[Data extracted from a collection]

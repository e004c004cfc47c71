//! Host-supplied collaborators: resource lookup and the enumeration registry
//! consumed by `EnumField`.

use std::collections::HashMap;

use serde::Serialize;

use crate::tables::keyword_table;

keyword_table! {
    /// Resource family requested by a style value.
    pub enum ResourceKind {
        Texture => "texture",
        Font => "font",
        FontDefinition => "font definition",
        Cursor => "cursor",
    }
}

impl ResourceKind {
    /// Whether a resolved resource belongs to the family this request expects.
    pub fn accepts(self, resolved: &ResolvedResource) -> Option<&ResourceHandle> {
        match (self, resolved) {
            (ResourceKind::Texture | ResourceKind::Cursor, ResolvedResource::Texture(handle)) => {
                Some(handle)
            }
            (ResourceKind::Font | ResourceKind::FontDefinition, ResolvedResource::Font(handle)) => {
                Some(handle)
            }
            _ => None,
        }
    }
}

/// Opaque identifier of a loaded asset, as handed out by the resolver.
#[derive(Debug, Clone, PartialEq, Eq, Hash, Serialize)]
#[serde(transparent)]
pub struct ResourceHandle(String);

impl ResourceHandle {
    pub fn new(id: impl Into<String>) -> Self {
        Self(id.into())
    }

    pub fn id(&self) -> &str {
        &self.0
    }
}

#[derive(Debug, Clone, PartialEq, Eq)]
pub enum ResolvedResource {
    Texture(ResourceHandle),
    Font(ResourceHandle),
    NotFound,
}

pub trait ResourceResolver: Send + Sync {
    fn resolve(&self, kind: ResourceKind, path: &str) -> ResolvedResource;
}

/// Resolves nothing.
#[derive(Debug, Clone, Copy, Default)]
pub struct NullResolver;

impl ResourceResolver for NullResolver {
    fn resolve(&self, _kind: ResourceKind, _path: &str) -> ResolvedResource {
        ResolvedResource::NotFound
    }
}

/// In-memory resolver keyed by normalised path.
#[derive(Debug, Clone, Default)]
pub struct MapResolver {
    entries: HashMap<String, ResolvedResource>,
}

impl MapResolver {
    pub fn new() -> Self {
        Self::default()
    }

    pub fn with_texture(mut self, path: impl Into<String>, id: impl Into<String>) -> Self {
        self.entries.insert(
            path.into(),
            ResolvedResource::Texture(ResourceHandle::new(id)),
        );
        self
    }

    pub fn with_font(mut self, path: impl Into<String>, id: impl Into<String>) -> Self {
        self.entries
            .insert(path.into(), ResolvedResource::Font(ResourceHandle::new(id)));
        self
    }
}

impl ResourceResolver for MapResolver {
    fn resolve(&self, _kind: ResourceKind, path: &str) -> ResolvedResource {
        self.entries
            .get(path)
            .cloned()
            .unwrap_or(ResolvedResource::NotFound)
    }
}

#[derive(Debug, Clone, PartialEq, Eq, Serialize)]
pub struct EnumMember {
    pub name: String,
    pub obsolete: bool,
}

impl EnumMember {
    pub fn new(name: impl Into<String>) -> Self {
        Self {
            name: name.into(),
            obsolete: false,
        }
    }

    pub fn obsolete(name: impl Into<String>) -> Self {
        Self {
            name: name.into(),
            obsolete: true,
        }
    }
}

/// Ordered enumeration members by type name.
pub trait EnumRegistry: Send + Sync {
    fn members(&self, type_name: &str) -> Option<&[EnumMember]>;
}

#[derive(Debug, Clone, Default)]
pub struct StaticEnumRegistry {
    types: HashMap<String, Vec<EnumMember>>,
}

impl StaticEnumRegistry {
    pub fn new() -> Self {
        Self::default()
    }

    pub fn register(
        &mut self,
        type_name: impl Into<String>,
        members: impl IntoIterator<Item = EnumMember>,
    ) -> &mut Self {
        self.types
            .insert(type_name.into(), members.into_iter().collect());
        self
    }

    pub fn with(
        mut self,
        type_name: impl Into<String>,
        members: impl IntoIterator<Item = EnumMember>,
    ) -> Self {
        self.register(type_name, members);
        self
    }
}

impl EnumRegistry for StaticEnumRegistry {
    fn members(&self, type_name: &str) -> Option<&[EnumMember]> {
        self.types.get(type_name).map(Vec::as_slice)
    }
}

#[cfg(test)]
mod tests {
    use super::*;

    #[test]
    fn families_must_match_the_request() {
        let texture = ResolvedResource::Texture(ResourceHandle::new("tex"));
        let font = ResolvedResource::Font(ResourceHandle::new("font"));
        assert!(ResourceKind::Texture.accepts(&texture).is_some());
        assert!(ResourceKind::Cursor.accepts(&texture).is_some());
        assert!(ResourceKind::FontDefinition.accepts(&font).is_some());
        assert!(ResourceKind::Texture.accepts(&font).is_none());
        assert!(ResourceKind::Font.accepts(&ResolvedResource::NotFound).is_none());
    }

    #[test]
    fn map_resolver_lookups() {
        let resolver = MapResolver::new()
            .with_texture("Textures/image", "tex-1")
            .with_font("Fonts/Main", "font-1");
        assert_eq!(
            resolver.resolve(ResourceKind::Texture, "Textures/image"),
            ResolvedResource::Texture(ResourceHandle::new("tex-1"))
        );
        assert_eq!(
            resolver.resolve(ResourceKind::Font, "missing"),
            ResolvedResource::NotFound
        );
        assert_eq!(
            NullResolver.resolve(ResourceKind::Font, "Fonts/Main"),
            ResolvedResource::NotFound
        );
    }

    #[test]
    fn registry_keeps_member_order() {
        let registry = StaticEnumRegistry::new().with(
            "Demo.Color",
            [EnumMember::obsolete("Old"), EnumMember::new("Red")],
        );
        let members = registry.members("Demo.Color").unwrap();
        assert_eq!(members[0].name, "Old");
        assert!(members[0].obsolete);
        assert_eq!(members[1], EnumMember::new("Red"));
        assert!(registry.members("Demo.Shape").is_none());
    }
}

Work instructions :: If a line in the entries above contains the word "Color", copy it.

Result ::
            "Demo.Color",
        let members = registry.members("Demo.Color").unwrap();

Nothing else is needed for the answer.